We'll be searching movie titles (think searching for a specific movie on Netflix). And we have a set of judgments around the appropriatte movie to return. IE search for "Star Wars" return good star wars matches, in quality order...

These cover various aspects of the problem (searching title by phrase, title bm25 score, release date, etc). We'll use this to explore and analyze a simple model

In [None]:
ftr_config = [
    #1
    {
      "name" : "title_bm25",
      "store": "title",
      "class" : "org.apache.solr.ltr.feature.SolrFeature",
      "params" : {
        "q" : "title:(${keywords})"
      }
    },
    #2
    {
      "name" : "overview_bm25",
      "store": "title",
      "class" : "org.apache.solr.ltr.feature.SolrFeature",
      "params" : {
        "q" : "overview:(${keywords})"
      }
    },
    {#3
      "name" : "release_year",
      "store": "title",
      "class" : "org.apache.solr.ltr.feature.SolrFeature",
      "params" : {
        "q" : "{!func}def(release_year,2000)"
      }
    }

]



from ltr import setup
setup(client, config=ftr_config, index='tmdb', featureset='title')
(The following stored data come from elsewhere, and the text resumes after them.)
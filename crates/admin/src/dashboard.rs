//! Content counts for the admin landing view.

use quillpress_client::{ApiError, ContentStore};
use quillpress_core::PostStatus;

/// Aggregate content counts.
#[derive(Debug, Clone, Copy, PartialEq, Eq, Default)]
pub struct DashboardStats {
    pub total_posts: usize,
    pub published_posts: usize,
    pub draft_posts: usize,
    pub total_pages: usize,
}

/// Compute stats from full-collection fetches.
///
/// # Errors
///
/// Returns the first fetch error.
pub async fn load_stats(store: &dyn ContentStore) -> Result<DashboardStats, ApiError> {
    let posts = store.list_posts(None).await?;
    let pages = store.list_pages(None).await?;

    Ok(DashboardStats {
        total_posts: posts.len(),
        published_posts: posts
            .iter()
            .filter(|p| p.status == PostStatus::Published)
            .count(),
        draft_posts: posts
            .iter()
            .filter(|p| p.status == PostStatus::Draft)
            .count(),
        total_pages: pages.len(),
    })
}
## Training Set Generation

Log out features for each of the above queries out to a training set file

In [None]:
from ltr.log import judgments_to_training_set
trainingSet = judgments_to_training_set(client, 
                                        judgmentInFile='data/title_judgments_binary.txt', 
                                        trainingOutFile='data/title_judgments_binary_train.txt', 
                                        featureSet='title')

In [None]:
import numpy as np
from ltr.judgments import judgments_from_file, judgments_to_nparray

def pairwise_transform(features, predictors):
    """ Informed by
        https://gist.github.com/agramfort/2071994


        """
    GRADE = 0
    QID = 1

    
    assert features.shape[0] == predictors.shape[0]
    assert predictors.shape[1] == 2
    assert features.shape[1] > 0
    
    num_samples = features.shape[0]
    
    transformed_predictors = []
    transformed_features = []
    
    for i in range(num_samples):
        for j in range(num_samples):
            if (predictors[i][GRADE] != predictors[j][GRADE] and \
                predictors[i][QID] == predictors[j][QID]):
                                
                transformed_predictors.append([predictors[i][GRADE] - predictors[j][GRADE]])
                transformed_features.append(features[i, :] - features[j, :])
    return np.array(transformed_features), np.array(transformed_predictors)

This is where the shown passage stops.